At the age of sixteen Mum joined the Ordnance Revue Company, based at Puckapunyal. Her two brothers were away with the Sixth Division. For three years she toured the camps with a concert party that entertained the troops. These were mixed troupes comprising vaudevillians, coloraturas, popular singers, instrumentalists and ‘the ballet’. Elsie was a croonette. Her repertoire included standards such as ‘Melancholy Baby’, ‘Embraceable You’ and ‘Pennies from Heaven’. Admirers still talk about her clear diction, her identification with the lyrics, the discernment of her phrasing, and a certain pathos.

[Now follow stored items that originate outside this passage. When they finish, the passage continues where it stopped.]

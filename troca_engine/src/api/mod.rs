//! # Troca marketplace engine public API
//!
//! The `api` module exposes the programmatic API for the marketplace engine. The API is modular, so that clients
//! can pick and choose the functionality they need. Different parts (e.g. users and negotiation) could even be
//! hosted on different machines, backed by different databases.
//!
//! * [`UserApi`] registers users, checks credentials and tracks the Stripe customer attached to a user.
//! * [`CatalogApi`] serves the category list and product listings.
//! * [`ChatApi`] manages per-product conversations and the messages inside them.
//! * [`NegotiationApi`] drives the offer state machine and the orders it creates.
//!
//! The [`chat_objects`] submodule holds the aggregate view types the chat API returns.
//!
//! # API usage
//!
//! The pattern for all the APIs is the same. An instance is created by supplying a database backend that
//! implements the traits the API requires.
//!
//! ```rust,ignore
//! use troca_engine::{ChatApi, SqliteDatabase};
//! let db = SqliteDatabase::new_with_url(...).await?;
//! // SqliteDatabase implements ChatManagement
//! let api = ChatApi::new(db, producers);
//! let page = api.chats_for_user(user_id, 1, 10).await?;
//! ```

pub mod chat_objects;

mod catalog_api;
mod chat_api;
mod negotiation_api;
mod user_api;

pub use catalog_api::CatalogApi;
pub use chat_api::ChatApi;
pub use negotiation_api::NegotiationApi;
pub use user_api::UserApi;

After the war, soldiers remembered her performances. Their printed tributes appear in the scrapbook. ‘Digger (Kew)’ wrote to Listener In: ‘Orchids to Elsie Rowlands…Having seen Elsie at quite a few camp shows, I, and thousands of other troops, think she is wonderful.’ ‘An Admirer (Heidelberg Military Hospital)’ is complimentary: ‘I wish this talented dark-eyed beauty all the success in the world’.
After the war Elsie began performing on Melbourne radio. There are winning photographs of her singing ardently into classic microphones belonging to 3AW and 3KZ. In one, the long-necked, wavy-haired young singer is accompanied by a bald violinist. In the adjoining box, ‘Pat “Bambi” Tuckwell (well-known model)’ leans over a wedding cake—not her own on this occasion. ‘Bambi’, now Lady Harewood, is sporting the power shoulders of the 1940s. Both are beautiful women, born in 1926, like Joan Sutherland and the Queen.
Elsie’s following grew during the next five years. ‘Orchids galore,’ writes one fan, adding, ‘Judy Garland must look to her laurels.’ Mum’s voice reached as far as the occupied empire, as ‘Back from Lotus Land’ attests: ‘In Japan I heard a recording of the first heat of the “P & A Parade” of 1946, in which croonette Elsie Rowlands appeared. On Sunday last I saw her in person at the Savoy Theatre, and was most impressed. Lotus blossoms and orchids to her.’
By then Elsie was appearing with vocalists such as Edwin Duff and Frank Wilson, and with ‘Nicky’, the doyen of Melbourne radio and Graham Kennedy’s mentor. She was appearing on 3XY when the actor Ronald Colman’s brother, Eric, made a guest appearance as an announcer. The imported American had golden tonsils and a drinking problem. One day this became so acute that Jack Davey, florid with rage, marched into the booth and completed the broadcast. Colman was never seen again.